The global last-mile delivery market was estimated at between $160 and $180 billion in 2024, with projections suggesting it could reach $480 billion by the early 2030s. Yet this growth in value has not been matched by growth in reliability. Market saturation in mature regions like Europe, where the sector is growing at only around 2.5% annually, intensifies competitive pressure without delivering the investment headroom needed to improve infrastructure or working conditions.
Environmental Pressures
The environmental footprint of parcel distribution has become a central concern for policymakers and consumers alike. Last-mile delivery generates a disproportionate share of logistics-related emissions, particularly in dense urban environments where multiple carriers operate parallel, inefficient routes to the same neighbourhoods.
Academic research paints a nuanced picture. When deliveries are well-consolidated, high vehicle fill rates, optimised routing, use of micro-hubs — e-commerce logistics can achieve markedly lower carbon intensity per purchase than individual consumer shopping trips. Studies from dense European cities suggest that pooled delivery can reduce transport emissions per purchase by 60–80% compared to car-based store visits. The Netherlands achieved a 56% reduction in CO2 per parcel between 2018 and 2024, reaching 100 grams, demonstrating what is possible under sustained policy and operational focus.
However, the opposite is also true. Ultra-fast delivery models with low vehicle load factors, high return rates in fashion retail (often exceeding 40%), and the fragmentation of carrier networks can negate these environmental benefits entirely. The slow uptake of electric vehicles, electric van registrations actually declined from 7.8% to 5.9% of new sales in Europe between 2023 and 2024, underscores how far the sector remains from a sustainable baseline.

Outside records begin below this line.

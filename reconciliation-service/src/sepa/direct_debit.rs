//! pain.008.001.02 customer direct-debit initiation.

use chrono::{Months, NaiveDate};
use rust_decimal::{Decimal, RoundingStrategy};

use super::writer::{amount as fmt_amount, XmlWriter};
use super::{
    invalid, validate_account, validate_money, Creditor, DirectDebitPayment, Installment,
    PartyAccount, SepaDocument, SepaError, SepaGenerator, SepaInstruction, SequenceType,
};

const PAIN_008_NS: &str = "urn:iso:std:iso:20022:tech:xsd:pain.008.001.02";
const XSI_NS: &str = "http://www.w3.org/2001/XMLSchema-instance";

fn validate(
    creditor: &Creditor,
    debtor: &PartyAccount,
    payment: &DirectDebitPayment,
) -> Result<(), SepaError> {
    validate_account("creditor", &creditor.account)?;
    validate_account("debtor", debtor)?;
    if creditor.scheme_id.trim().is_empty() {
        return Err(invalid("creditor scheme id is required"));
    }
    if payment.mandate_ref.trim().is_empty() {
        return Err(invalid("mandate reference is required"));
    }
    validate_money(&payment.reference, payment.amount, &payment.currency)
}

/// Due date of installment `number` (1-based): one calendar month apart,
/// clamped to the end of shorter months.
pub fn installment_due_date(base: NaiveDate, number: u32) -> Result<NaiveDate, SepaError> {
    base.checked_add_months(Months::new(number.saturating_sub(1)))
        .ok_or_else(|| invalid(format!("installment {number} due date is out of range")))
}

/// Equal share of `total` per installment, rounded half-to-even to cents.
/// The rounding remainder is not redistributed.
pub fn installment_amount(total: Decimal, count: u32) -> Decimal {
    let mut share =
        (total / Decimal::from(count)).round_dp_with_strategy(2, RoundingStrategy::MidpointNearestEven);
    share.rescale(2);
    share
}

impl SepaGenerator {
    /// One-off (`OOFF`) direct debit as a pain.008 XML string.
    pub fn generate(
        &self,
        creditor: &Creditor,
        debtor: &PartyAccount,
        payment: &DirectDebitPayment,
    ) -> Result<String, SepaError> {
        Ok(self.direct_debit(creditor, debtor, payment)?.xml)
    }

    #[tracing::instrument(skip_all, fields(reference = %payment.reference))]
    pub fn direct_debit(
        &self,
        creditor: &Creditor,
        debtor: &PartyAccount,
        payment: &DirectDebitPayment,
    ) -> Result<SepaDocument, SepaError> {
        validate(creditor, debtor, payment)?;
        let document = self.build(creditor, debtor, payment, payment.amount, payment.due_date, None)?;
        tracing::info!(
            message_id = %document.instruction.message_id,
            amount = %document.instruction.amount,
            "SEPA direct debit generated"
        );
        Ok(document)
    }

    /// Split `payment` into `count` monthly collections, one document each.
    #[tracing::instrument(skip_all, fields(reference = %payment.reference, count = count))]
    pub fn generate_installments(
        &self,
        creditor: &Creditor,
        debtor: &PartyAccount,
        payment: &DirectDebitPayment,
        count: u32,
    ) -> Result<Vec<SepaDocument>, SepaError> {
        if count < 1 {
            return Err(invalid("installment count must be at least 1"));
        }
        validate(creditor, debtor, payment)?;

        // EndToEndId of the last installment is "<reference>-<count>"
        let suffixed_len = payment.reference.trim().chars().count() + 1 + count.to_string().len();
        if suffixed_len > 35 {
            return Err(invalid(format!(
                "payment reference is too long for {count} installments: \
                 EndToEndId would be {suffixed_len} characters, the limit is 35"
            )));
        }

        let share = installment_amount(payment.amount, count);
        if share <= Decimal::ZERO {
            return Err(invalid(format!(
                "{} split into {count} installments rounds to zero",
                payment.amount
            )));
        }

        let documents = (1..=count)
            .map(|number| {
                let due_date = installment_due_date(payment.due_date, number)?;
                let installment = Installment { number, of: count };
                self.build(creditor, debtor, payment, share, due_date, Some(installment))
            })
            .collect::<Result<Vec<_>, _>>()?;

        tracing::info!(
            installments = count,
            amount = %share,
            "SEPA installment schedule generated"
        );
        Ok(documents)
    }

    fn build(
        &self,
        creditor: &Creditor,
        debtor: &PartyAccount,
        payment: &DirectDebitPayment,
        amount: Decimal,
        due_date: NaiveDate,
        installment: Option<Installment>,
    ) -> Result<SepaDocument, SepaError> {
        let (message_id, payment_info_id, created_at) =
            self.message_ids(installment.map(|i| i.number));
        let sequence_type = SequenceType::for_installment(installment);
        let reference = payment.reference.trim().to_string();
        let end_to_end_id = match installment {
            Some(i) => format!("{reference}-{}", i.number),
            None => reference.clone(),
        };
        let mandate_ref = payment.mandate_ref.trim().to_string();
        let filename = match installment {
            Some(i) => format!("sepa-direct-debit-{mandate_ref}-inst{}.xml", i.number),
            None => format!("sepa-direct-debit-{mandate_ref}.xml"),
        };

        let instruction = SepaInstruction {
            message_id,
            payment_info_id,
            end_to_end_id,
            payment_reference: reference,
            sequence_type: Some(sequence_type),
            amount,
            currency: payment.currency.clone(),
            due_date,
            mandate_ref: Some(mandate_ref),
            debtor_account: debtor.normalized(),
            creditor_account: creditor.account.normalized(),
            installment,
            created_at,
        };

        let xml = self.write_pain008(creditor, payment, &instruction)?;
        Ok(SepaDocument {
            filename,
            instruction,
            xml,
        })
    }

    fn write_pain008(
        &self,
        creditor: &Creditor,
        payment: &DirectDebitPayment,
        ins: &SepaInstruction,
    ) -> Result<String, SepaError> {
        let amount = fmt_amount(ins.amount);
        let cdtr = &ins.creditor_account;
        let dbtr = &ins.debtor_account;
        let initiating = self.initiating_party.as_deref().unwrap_or(cdtr.name.as_str());

        let mut w = XmlWriter::new()?;
        w.start_with_attrs("Document", &[("xmlns", PAIN_008_NS), ("xmlns:xsi", XSI_NS)])?;
        w.start("CstmrDrctDbtInitn")?;

        w.start("GrpHdr")?;
        w.text("MsgId", &ins.message_id)?;
        w.text("CreDtTm", &ins.created_at.format("%Y-%m-%dT%H:%M:%S").to_string())?;
        w.text("NbOfTxs", "1")?;
        w.text("CtrlSum", &amount)?;
        w.nested(&["InitgPty", "Nm"], initiating)?;
        w.end("GrpHdr")?;

        w.start("PmtInf")?;
        w.text("PmtInfId", &ins.payment_info_id)?;
        w.text("PmtMtd", "DD")?;
        w.text("NbOfTxs", "1")?;
        w.text("CtrlSum", &amount)?;
        w.start("PmtTpInf")?;
        w.nested(&["SvcLvl", "Cd"], "SEPA")?;
        w.nested(&["LclInstrm", "Cd"], "CORE")?;
        w.text(
            "SeqTp",
            ins.sequence_type.as_ref().map_or("OOFF", |s| s.as_str()),
        )?;
        w.end("PmtTpInf")?;
        w.text("ReqdColltnDt", &ins.due_date.format("%Y-%m-%d").to_string())?;
        w.nested(&["Cdtr", "Nm"], &cdtr.name)?;
        w.nested(&["CdtrAcct", "Id", "IBAN"], &cdtr.iban)?;
        w.nested(&["CdtrAgt", "FinInstnId", "BIC"], &cdtr.bic)?;
        w.text("ChrgBr", "SLEV")?;
        w.start("CdtrSchmeId")?;
        w.start("Id")?;
        w.start("PrvtId")?;
        w.start("Othr")?;
        w.text("Id", creditor.scheme_id.trim())?;
        w.nested(&["SchmeNm", "Prtry"], "SEPA")?;
        w.end("Othr")?;
        w.end("PrvtId")?;
        w.end("Id")?;
        w.end("CdtrSchmeId")?;

        w.start("DrctDbtTxInf")?;
        w.nested(&["PmtId", "EndToEndId"], &ins.end_to_end_id)?;
        w.text_with_attrs("InstdAmt", &[("Ccy", ins.currency.as_str())], &amount)?;
        w.start("DrctDbtTx")?;
        w.start("MndtRltdInf")?;
        w.text("MndtId", ins.mandate_ref.as_deref().unwrap_or_default())?;
        w.text(
            "DtOfSgntr",
            &payment.mandate_signed_on.format("%Y-%m-%d").to_string(),
        )?;
        w.end("MndtRltdInf")?;
        w.end("DrctDbtTx")?;
        w.nested(&["DbtrAgt", "FinInstnId", "BIC"], &dbtr.bic)?;
        w.nested(&["Dbtr", "Nm"], &dbtr.name)?;
        w.nested(&["DbtrAcct", "Id", "IBAN"], &dbtr.iban)?;
        let remittance = match (&payment.remittance_info, ins.installment) {
            (Some(text), Some(i)) => format!("{} ({}/{})", text.trim(), i.number, i.of),
            (Some(text), None) => text.trim().to_string(),
            (None, Some(i)) => format!("{} ({}/{})", ins.payment_reference, i.number, i.of),
            (None, None) => ins.payment_reference.clone(),
        };
        w.nested(&["RmtInf", "Ustrd"], &remittance)?;
        w.end("DrctDbtTxInf")?;

        w.end("PmtInf")?;
        w.end("CstmrDrctDbtInitn")?;
        w.end("Document")?;
        w.into_string()
    }
}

Structural Responses and Emerging Solutions
The sector is responding to these pressures through a combination of technology adoption, network redesign, and consolidation. Artificial intelligence is being applied to route optimisation, demand forecasting, and dynamic delivery scheduling. Parcel lockers and pickup points are expanding rapidly, offering a viable alternative to failed home deliveries in urban areas, with research suggesting lockers can cut CO2 emissions by up to two-thirds compared to repeated home delivery attempts. Micro-hubs positioned close to residential areas, combined with cargo bikes or electric vans for the final leg, offer further gains.
Market consolidation appears increasingly inevitable. With too many carriers chasing too few profitable contracts, analysts anticipate that only three or four major operators will survive in the European market long-term, mirroring the consolidation seen in telecoms and energy. Consolidation could restore pricing discipline and enable the investment in infrastructure and labour conditions that the current competitive dynamic prevents.
Accountability and the Role of Retailers
A critical and underexamined dimension of the crisis is retailer accountability. Carriers bear the reputational cost of failed deliveries, but it is retailers who select carriers, almost always on price. Legal responsibility for delivery performance rests with the retailer, yet this accountability is rarely exercised. Greater transparency in delivery pricing, financial penalties for carrier underperformance, and consumer choice over carrier selection would realign incentives significantly.
The path forward requires the sector to move beyond cost optimisation as its sole organising principle. Sustainable parcel distribution depends on fair pricing, consolidated networks, fleet electrification, decent working conditions for couriers, and genuine accountability across the retail-carrier relationship. Without these, the structural failure of the parcel market will deepen, and with it, the erosion of consumer trust in e-commerce itself.